SOURCE MATERIAL:
—————

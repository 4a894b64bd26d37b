// Copyright (c) 2024-2025 DeepGraph Inc.
// SPDX-License-Identifier: Apache-2.0
//
//! Sled-backed base relation
//!
//! One tree per sort order, keyed by the big-endian encoding of the three
//! values so that byte order equals numeric order. Aggregated cursors group
//! the full order on the fly. Dictionary entries live in two trees,
//! `id2literal` and `literal2id`, with bincode-encoded literals.

use super::types::{DataOrder, FactsEntry, Literal, LiteralType, StorageError, Triple};
use super::{Database, Dictionary, FactsCursor};
use std::path::Path;
use std::sync::atomic::{AtomicU32, Ordering};

const ORDER_TREES: [&str; 6] = ["spo", "sop", "ops", "osp", "pso", "pos"];

fn backend(e: sled::Error) -> StorageError {
    StorageError::backend(e.to_string())
}

fn serialization(e: bincode::Error) -> StorageError {
    StorageError::Serialization(e.to_string())
}

fn encode_key(key: &[u32; 3]) -> [u8; 12] {
    let mut out = [0u8; 12];
    for (i, v) in key.iter().enumerate() {
        out[i * 4..i * 4 + 4].copy_from_slice(&v.to_be_bytes());
    }
    out
}

fn decode_key(bytes: &[u8]) -> Option<[u32; 3]> {
    if bytes.len() != 12 {
        return None;
    }
    let mut key = [0u32; 3];
    for (i, slot) in key.iter_mut().enumerate() {
        let mut word = [0u8; 4];
        word.copy_from_slice(&bytes[i * 4..i * 4 + 4]);
        *slot = u32::from_be_bytes(word);
    }
    Some(key)
}

/// Cursor over one order tree, grouping on the first `width` values
struct SledFactsCursor {
    tree: sled::Tree,
    width: usize,
    iter: Option<sled::Iter>,
    pending: Option<[u32; 3]>,
    current: FactsEntry,
}

impl SledFactsCursor {
    fn new(tree: sled::Tree, width: usize) -> Self {
        Self {
            tree,
            width,
            iter: None,
            pending: None,
            current: FactsEntry {
                values: [0; 3],
                count: 0,
            },
        }
    }

    fn next_key(&mut self) -> Option<[u32; 3]> {
        match self.iter.as_mut()?.next()? {
            Ok((k, _)) => decode_key(&k),
            Err(e) => {
                log::warn!("sled cursor stopped: {}", e);
                None
            }
        }
    }

    fn load_group(&mut self) -> bool {
        let first = match self.pending.take() {
            Some(k) => k,
            None => return false,
        };
        let width = self.width;
        let mut values = [0u32; 3];
        values[..width].copy_from_slice(&first[..width]);
        let mut count = 1u32;
        loop {
            match self.next_key() {
                Some(k) if k[..width] == first[..width] => count += 1,
                other => {
                    self.pending = other;
                    break;
                }
            }
        }
        self.current = FactsEntry { values, count };
        true
    }
}

impl FactsCursor for SledFactsCursor {
    fn seek(&mut self, key: [u32; 3]) -> bool {
        let mut start = [0u32; 3];
        start[..self.width].copy_from_slice(&key[..self.width]);
        self.iter = Some(self.tree.range(encode_key(&start).to_vec()..));
        self.pending = self.next_key();
        self.load_group()
    }

    fn advance(&mut self) -> bool {
        self.load_group()
    }

    fn current(&self) -> FactsEntry {
        self.current
    }
}

/// Dictionary stored in sled
pub struct SledDictionary {
    id2literal: sled::Tree,
    literal2id: sled::Tree,
    next_id: AtomicU32,
}

impl SledDictionary {
    fn open(db: &sled::Db) -> Result<Self, StorageError> {
        let id2literal = db.open_tree("id2literal").map_err(backend)?;
        let literal2id = db.open_tree("literal2id").map_err(backend)?;
        let next_id = match id2literal.last().map_err(backend)? {
            Some((k, _)) if k.len() == 4 => {
                let mut word = [0u8; 4];
                word.copy_from_slice(&k);
                u32::from_be_bytes(word) + 1
            }
            Some(_) => return Err(StorageError::corrupt("malformed dictionary key")),
            None => 0,
        };
        Ok(Self {
            id2literal,
            literal2id,
            next_id: AtomicU32::new(next_id),
        })
    }

    fn append(&self, literal: &Literal) -> Result<u32, StorageError> {
        let id = self.next_id.fetch_add(1, Ordering::SeqCst);
        let encoded = bincode::serialize(literal).map_err(serialization)?;
        self.id2literal
            .insert(id.to_be_bytes(), encoded.clone())
            .map_err(backend)?;
        self.literal2id
            .insert(encoded, id.to_be_bytes().to_vec())
            .map_err(backend)?;
        Ok(id)
    }

    fn find(&self, literal: &Literal) -> Result<Option<u32>, StorageError> {
        let encoded = bincode::serialize(literal).map_err(serialization)?;
        match self.literal2id.get(encoded).map_err(backend)? {
            Some(v) if v.len() == 4 => {
                let mut word = [0u8; 4];
                word.copy_from_slice(&v);
                Ok(Some(u32::from_be_bytes(word)))
            }
            Some(_) => Err(StorageError::corrupt("malformed dictionary id")),
            None => Ok(None),
        }
    }
}

impl Dictionary for SledDictionary {
    fn lookup(&self, text: &str, literal_type: LiteralType, sub_type: u32) -> Option<u32> {
        match self.find(&Literal::new(text, literal_type, sub_type)) {
            Ok(id) => id,
            Err(e) => {
                log::warn!("dictionary lookup failed: {}", e);
                None
            }
        }
    }

    fn lookup_by_id(&self, id: u32) -> Option<Literal> {
        let bytes = match self.id2literal.get(id.to_be_bytes()) {
            Ok(v) => v?,
            Err(e) => {
                log::warn!("dictionary lookup failed: {}", e);
                return None;
            }
        };
        match bincode::deserialize(&bytes) {
            Ok(literal) => Some(literal),
            Err(e) => {
                log::warn!("dictionary entry {} unreadable: {}", id, e);
                None
            }
        }
    }

    fn next_id(&self) -> u32 {
        self.next_id.load(Ordering::SeqCst)
    }
}

/// Base relation persisted in a sled database
pub struct SledDatabase {
    db: sled::Db,
    orders: Vec<sled::Tree>,
    dictionary: SledDictionary,
}

impl SledDatabase {
    /// Open or create a database at `path`
    pub fn open<P: AsRef<Path>>(path: P) -> Result<Self, StorageError> {
        let db = sled::open(path).map_err(backend)?;
        Self::from_db(db)
    }

    /// Open a throwaway database that is removed on drop
    pub fn temporary() -> Result<Self, StorageError> {
        let db = sled::Config::new()
            .temporary(true)
            .open()
            .map_err(backend)?;
        Self::from_db(db)
    }

    fn from_db(db: sled::Db) -> Result<Self, StorageError> {
        let orders = ORDER_TREES
            .iter()
            .map(|name| db.open_tree(name).map_err(backend))
            .collect::<Result<Vec<_>, _>>()?;
        let dictionary = SledDictionary::open(&db)?;
        Ok(Self {
            db,
            orders,
            dictionary,
        })
    }

    /// Return the id of `literal`, adding it if unknown
    pub fn intern(&self, literal: &Literal) -> Result<u32, StorageError> {
        match self.dictionary.find(literal)? {
            Some(id) => Ok(id),
            None => self.dictionary.append(literal),
        }
    }

    /// Add triples to every order
    pub fn insert_triples(&self, triples: &[Triple]) -> Result<(), StorageError> {
        self.apply_update(&[], triples, &[])
    }

    /// Flush pending writes to disk
    pub fn flush(&self) -> Result<(), StorageError> {
        self.db.flush().map_err(backend)?;
        Ok(())
    }

    fn cursor(&self, order: DataOrder, width: usize) -> Box<dyn FactsCursor> {
        Box::new(SledFactsCursor::new(
            self.orders[order.index()].clone(),
            width,
        ))
    }
}

impl Database for SledDatabase {
    fn facts(&self, order: DataOrder) -> Box<dyn FactsCursor> {
        self.cursor(order, 3)
    }

    fn aggregated_facts(&self, order: DataOrder) -> Box<dyn FactsCursor> {
        self.cursor(order, 2)
    }

    fn fully_aggregated_facts(&self, order: DataOrder) -> Box<dyn FactsCursor> {
        self.cursor(order, 1)
    }

    fn dictionary(&self) -> &dyn Dictionary {
        &self.dictionary
    }

    fn apply_update(
        &self,
        literals: &[Literal],
        inserts: &[Triple],
        deletes: &[Triple],
    ) -> Result<(), StorageError> {
        for literal in literals {
            self.dictionary.append(literal)?;
        }
        for order in DataOrder::ALL {
            let tree = &self.orders[order.index()];
            for t in deletes {
                tree.remove(encode_key(&order.permute(t))).map_err(backend)?;
            }
            for t in inserts {
                tree.insert(encode_key(&order.permute(t)), &[] as &[u8])
                    .map_err(backend)?;
            }
        }
        self.flush()?;
        log::debug!(
            "sled database updated: {} literals, {} inserts, {} deletes",
            literals.len(),
            inserts.len(),
            deletes.len()
        );
        Ok(())
    }
}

—————

WHAT NEEDS TO BE DONE: What is the number of lines in this material that hold the string "LiteralType"? Answer with that number only.

RESPONSE: 2